> The task
In the data below, find every line with the word "TreeError" and copy it out.

--- START ---

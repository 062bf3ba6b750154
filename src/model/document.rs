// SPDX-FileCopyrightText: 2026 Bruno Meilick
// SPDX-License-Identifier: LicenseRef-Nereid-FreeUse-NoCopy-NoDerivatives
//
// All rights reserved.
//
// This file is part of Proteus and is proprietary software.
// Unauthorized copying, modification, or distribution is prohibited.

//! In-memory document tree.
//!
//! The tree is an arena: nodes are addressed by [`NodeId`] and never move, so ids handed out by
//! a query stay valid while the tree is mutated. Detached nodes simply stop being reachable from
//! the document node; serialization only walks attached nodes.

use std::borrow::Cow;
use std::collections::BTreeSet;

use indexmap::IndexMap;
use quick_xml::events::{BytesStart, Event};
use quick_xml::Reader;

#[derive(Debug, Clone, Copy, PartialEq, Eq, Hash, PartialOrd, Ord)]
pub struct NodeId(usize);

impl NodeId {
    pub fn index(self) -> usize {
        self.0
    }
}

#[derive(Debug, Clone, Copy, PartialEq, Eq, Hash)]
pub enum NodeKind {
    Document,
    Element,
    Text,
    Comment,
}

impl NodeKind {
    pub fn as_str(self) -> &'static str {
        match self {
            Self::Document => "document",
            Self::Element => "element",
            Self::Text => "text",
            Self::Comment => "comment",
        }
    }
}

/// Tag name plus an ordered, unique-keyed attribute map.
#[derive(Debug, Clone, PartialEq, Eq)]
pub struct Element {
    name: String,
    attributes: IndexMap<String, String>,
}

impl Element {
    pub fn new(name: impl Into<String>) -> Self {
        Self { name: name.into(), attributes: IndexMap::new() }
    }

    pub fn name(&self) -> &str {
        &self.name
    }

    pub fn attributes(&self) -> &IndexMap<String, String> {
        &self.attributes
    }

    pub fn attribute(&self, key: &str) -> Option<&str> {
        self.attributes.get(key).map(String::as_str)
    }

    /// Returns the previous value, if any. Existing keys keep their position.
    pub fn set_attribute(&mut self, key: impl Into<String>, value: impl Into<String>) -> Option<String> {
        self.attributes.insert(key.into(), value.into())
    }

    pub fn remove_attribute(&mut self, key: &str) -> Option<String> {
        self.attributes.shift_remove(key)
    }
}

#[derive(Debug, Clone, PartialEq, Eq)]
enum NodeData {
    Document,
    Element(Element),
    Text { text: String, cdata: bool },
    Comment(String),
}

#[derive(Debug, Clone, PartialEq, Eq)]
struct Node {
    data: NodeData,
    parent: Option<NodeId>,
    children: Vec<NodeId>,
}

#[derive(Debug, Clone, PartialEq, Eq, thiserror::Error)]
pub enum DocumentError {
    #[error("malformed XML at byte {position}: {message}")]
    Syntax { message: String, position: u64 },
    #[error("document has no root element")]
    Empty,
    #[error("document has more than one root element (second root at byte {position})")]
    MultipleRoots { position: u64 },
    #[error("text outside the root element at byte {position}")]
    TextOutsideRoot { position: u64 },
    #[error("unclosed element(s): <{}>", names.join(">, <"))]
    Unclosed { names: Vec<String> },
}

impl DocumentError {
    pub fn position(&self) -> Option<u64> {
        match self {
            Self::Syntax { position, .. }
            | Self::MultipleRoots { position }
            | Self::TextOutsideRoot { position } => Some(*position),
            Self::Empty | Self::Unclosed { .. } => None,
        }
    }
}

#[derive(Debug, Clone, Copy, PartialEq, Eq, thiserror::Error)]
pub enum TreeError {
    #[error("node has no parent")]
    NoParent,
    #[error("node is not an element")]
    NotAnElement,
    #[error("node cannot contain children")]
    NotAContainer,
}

--- END ---
--- START ---

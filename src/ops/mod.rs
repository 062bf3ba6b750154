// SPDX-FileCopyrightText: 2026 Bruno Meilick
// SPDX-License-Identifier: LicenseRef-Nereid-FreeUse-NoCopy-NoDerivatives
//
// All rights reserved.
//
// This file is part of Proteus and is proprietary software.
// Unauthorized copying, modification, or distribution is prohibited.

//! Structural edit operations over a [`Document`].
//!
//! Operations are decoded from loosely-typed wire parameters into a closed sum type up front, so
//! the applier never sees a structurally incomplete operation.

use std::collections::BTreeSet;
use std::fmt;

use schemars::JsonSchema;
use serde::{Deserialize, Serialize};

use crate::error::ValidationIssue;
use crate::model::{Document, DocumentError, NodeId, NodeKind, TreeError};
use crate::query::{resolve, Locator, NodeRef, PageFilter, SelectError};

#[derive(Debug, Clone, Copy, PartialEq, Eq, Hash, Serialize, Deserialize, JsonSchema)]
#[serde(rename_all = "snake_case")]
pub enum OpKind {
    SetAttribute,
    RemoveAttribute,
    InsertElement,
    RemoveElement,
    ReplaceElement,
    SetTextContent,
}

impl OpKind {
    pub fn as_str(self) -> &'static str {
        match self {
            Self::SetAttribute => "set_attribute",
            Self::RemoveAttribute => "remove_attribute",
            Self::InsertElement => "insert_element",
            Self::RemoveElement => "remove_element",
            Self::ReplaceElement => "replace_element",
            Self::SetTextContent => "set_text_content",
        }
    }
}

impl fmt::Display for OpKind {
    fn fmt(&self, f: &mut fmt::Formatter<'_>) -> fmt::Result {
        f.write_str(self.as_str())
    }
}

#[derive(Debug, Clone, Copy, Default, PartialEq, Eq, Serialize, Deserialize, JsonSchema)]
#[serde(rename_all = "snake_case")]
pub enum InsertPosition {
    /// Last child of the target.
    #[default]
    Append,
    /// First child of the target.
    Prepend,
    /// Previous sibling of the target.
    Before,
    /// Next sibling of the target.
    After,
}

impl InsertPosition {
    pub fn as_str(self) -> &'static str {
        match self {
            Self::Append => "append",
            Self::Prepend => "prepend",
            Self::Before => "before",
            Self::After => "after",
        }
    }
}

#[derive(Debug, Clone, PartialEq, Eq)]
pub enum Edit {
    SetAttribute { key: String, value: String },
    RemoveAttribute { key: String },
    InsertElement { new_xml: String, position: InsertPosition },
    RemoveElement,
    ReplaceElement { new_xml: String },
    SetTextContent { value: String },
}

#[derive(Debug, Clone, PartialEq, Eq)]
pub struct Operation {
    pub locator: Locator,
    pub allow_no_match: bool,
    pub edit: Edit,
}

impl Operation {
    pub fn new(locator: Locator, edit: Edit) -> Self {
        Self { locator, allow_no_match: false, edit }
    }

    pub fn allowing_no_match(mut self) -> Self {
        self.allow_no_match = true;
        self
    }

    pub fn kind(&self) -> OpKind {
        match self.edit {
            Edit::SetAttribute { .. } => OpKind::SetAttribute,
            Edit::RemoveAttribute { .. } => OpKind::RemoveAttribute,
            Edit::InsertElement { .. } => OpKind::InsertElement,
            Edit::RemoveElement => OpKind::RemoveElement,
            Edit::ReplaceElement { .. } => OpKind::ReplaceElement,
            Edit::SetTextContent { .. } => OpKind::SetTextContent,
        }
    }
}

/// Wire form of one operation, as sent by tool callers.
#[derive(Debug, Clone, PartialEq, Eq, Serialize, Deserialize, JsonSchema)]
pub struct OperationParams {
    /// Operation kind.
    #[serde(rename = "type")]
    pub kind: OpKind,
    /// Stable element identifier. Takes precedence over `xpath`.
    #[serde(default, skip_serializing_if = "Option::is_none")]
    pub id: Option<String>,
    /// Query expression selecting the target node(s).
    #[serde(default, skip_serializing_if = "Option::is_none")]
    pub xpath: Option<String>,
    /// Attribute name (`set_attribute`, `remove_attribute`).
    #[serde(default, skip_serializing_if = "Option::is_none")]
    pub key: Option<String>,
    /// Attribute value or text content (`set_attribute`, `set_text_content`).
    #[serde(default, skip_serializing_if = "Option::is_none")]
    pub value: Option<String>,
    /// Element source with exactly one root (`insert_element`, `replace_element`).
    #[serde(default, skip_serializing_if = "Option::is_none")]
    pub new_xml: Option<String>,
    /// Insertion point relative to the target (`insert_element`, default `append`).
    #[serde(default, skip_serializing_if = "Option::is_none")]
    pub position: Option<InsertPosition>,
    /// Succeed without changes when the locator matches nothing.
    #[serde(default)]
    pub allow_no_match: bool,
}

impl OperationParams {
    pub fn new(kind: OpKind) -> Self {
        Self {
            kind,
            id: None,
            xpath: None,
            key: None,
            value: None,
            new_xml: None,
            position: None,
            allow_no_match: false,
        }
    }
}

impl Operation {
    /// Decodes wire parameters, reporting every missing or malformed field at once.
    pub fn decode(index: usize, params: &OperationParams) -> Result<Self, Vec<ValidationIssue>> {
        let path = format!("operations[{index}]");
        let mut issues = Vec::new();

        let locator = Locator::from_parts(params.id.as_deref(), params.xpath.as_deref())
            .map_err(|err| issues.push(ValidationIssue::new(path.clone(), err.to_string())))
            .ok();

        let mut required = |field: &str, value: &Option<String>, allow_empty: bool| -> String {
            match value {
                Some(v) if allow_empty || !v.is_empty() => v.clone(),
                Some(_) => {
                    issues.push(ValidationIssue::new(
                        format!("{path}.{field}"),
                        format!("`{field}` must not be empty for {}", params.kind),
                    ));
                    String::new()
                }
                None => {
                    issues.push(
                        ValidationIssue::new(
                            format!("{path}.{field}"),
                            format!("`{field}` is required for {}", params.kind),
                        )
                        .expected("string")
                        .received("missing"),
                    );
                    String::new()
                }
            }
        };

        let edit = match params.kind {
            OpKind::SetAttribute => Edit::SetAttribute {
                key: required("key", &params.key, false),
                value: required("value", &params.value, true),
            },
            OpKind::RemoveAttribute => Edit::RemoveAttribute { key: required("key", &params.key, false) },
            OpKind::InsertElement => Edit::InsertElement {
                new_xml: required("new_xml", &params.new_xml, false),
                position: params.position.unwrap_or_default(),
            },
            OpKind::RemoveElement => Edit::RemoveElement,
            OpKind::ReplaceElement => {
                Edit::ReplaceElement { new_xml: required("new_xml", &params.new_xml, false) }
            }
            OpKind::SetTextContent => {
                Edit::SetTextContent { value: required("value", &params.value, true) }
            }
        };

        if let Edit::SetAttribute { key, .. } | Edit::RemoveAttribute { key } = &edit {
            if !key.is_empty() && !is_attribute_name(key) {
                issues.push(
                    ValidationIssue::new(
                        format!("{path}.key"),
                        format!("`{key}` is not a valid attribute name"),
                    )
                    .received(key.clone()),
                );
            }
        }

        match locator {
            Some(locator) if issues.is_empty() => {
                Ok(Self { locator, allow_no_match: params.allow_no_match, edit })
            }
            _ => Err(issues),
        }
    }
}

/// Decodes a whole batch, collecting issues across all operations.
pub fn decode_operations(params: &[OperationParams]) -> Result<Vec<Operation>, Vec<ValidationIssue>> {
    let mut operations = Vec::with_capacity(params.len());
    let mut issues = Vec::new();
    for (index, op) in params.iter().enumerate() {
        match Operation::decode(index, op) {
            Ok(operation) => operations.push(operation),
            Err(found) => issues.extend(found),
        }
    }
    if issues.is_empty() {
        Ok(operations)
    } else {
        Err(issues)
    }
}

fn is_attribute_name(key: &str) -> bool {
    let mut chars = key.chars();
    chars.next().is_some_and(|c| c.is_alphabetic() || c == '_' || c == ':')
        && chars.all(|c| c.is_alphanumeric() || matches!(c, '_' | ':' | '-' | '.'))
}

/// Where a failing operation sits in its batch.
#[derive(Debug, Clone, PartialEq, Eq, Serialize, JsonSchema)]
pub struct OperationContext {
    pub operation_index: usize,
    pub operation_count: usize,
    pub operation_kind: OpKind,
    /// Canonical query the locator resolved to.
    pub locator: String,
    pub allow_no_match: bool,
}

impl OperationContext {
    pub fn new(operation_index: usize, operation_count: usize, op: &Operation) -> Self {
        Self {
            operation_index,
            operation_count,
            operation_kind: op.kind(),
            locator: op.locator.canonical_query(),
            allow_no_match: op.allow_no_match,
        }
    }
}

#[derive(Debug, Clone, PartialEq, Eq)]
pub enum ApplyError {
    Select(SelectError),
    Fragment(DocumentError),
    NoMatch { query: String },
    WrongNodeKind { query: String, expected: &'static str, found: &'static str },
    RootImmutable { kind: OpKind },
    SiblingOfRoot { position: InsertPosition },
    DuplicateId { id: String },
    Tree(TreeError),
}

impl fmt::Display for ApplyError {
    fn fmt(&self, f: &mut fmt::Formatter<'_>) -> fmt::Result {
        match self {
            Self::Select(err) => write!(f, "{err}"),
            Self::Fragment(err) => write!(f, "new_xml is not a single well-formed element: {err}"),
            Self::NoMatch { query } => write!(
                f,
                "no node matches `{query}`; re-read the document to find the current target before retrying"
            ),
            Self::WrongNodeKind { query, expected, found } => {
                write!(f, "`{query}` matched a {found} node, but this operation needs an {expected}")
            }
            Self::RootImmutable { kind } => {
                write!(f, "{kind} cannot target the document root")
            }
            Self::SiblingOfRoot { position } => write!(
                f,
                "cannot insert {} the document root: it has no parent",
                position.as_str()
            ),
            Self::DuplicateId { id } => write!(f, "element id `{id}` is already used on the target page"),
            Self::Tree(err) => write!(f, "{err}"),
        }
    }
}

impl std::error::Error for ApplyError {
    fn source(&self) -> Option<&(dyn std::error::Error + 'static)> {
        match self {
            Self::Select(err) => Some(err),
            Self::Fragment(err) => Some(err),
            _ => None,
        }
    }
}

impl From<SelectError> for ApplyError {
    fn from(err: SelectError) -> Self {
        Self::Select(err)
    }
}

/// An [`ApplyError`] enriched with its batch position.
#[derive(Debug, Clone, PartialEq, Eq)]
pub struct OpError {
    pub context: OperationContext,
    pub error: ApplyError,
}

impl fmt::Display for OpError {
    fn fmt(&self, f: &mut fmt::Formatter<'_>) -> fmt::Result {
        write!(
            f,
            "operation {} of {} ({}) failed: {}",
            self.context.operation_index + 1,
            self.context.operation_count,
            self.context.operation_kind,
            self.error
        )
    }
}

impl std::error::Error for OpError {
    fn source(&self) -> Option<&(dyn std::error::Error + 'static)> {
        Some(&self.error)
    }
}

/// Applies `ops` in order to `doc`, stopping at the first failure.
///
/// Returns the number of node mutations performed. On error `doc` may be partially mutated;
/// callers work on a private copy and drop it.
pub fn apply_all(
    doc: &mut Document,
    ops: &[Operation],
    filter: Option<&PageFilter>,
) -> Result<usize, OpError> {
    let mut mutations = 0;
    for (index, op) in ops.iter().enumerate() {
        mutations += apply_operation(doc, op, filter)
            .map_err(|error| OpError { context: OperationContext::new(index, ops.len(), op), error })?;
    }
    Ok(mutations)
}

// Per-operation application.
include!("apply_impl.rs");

--- END ---

> Answer to this exercise
pub enum TreeError {
use crate::model::{Document, DocumentError, NodeId, NodeKind, TreeError};
    Tree(TreeError),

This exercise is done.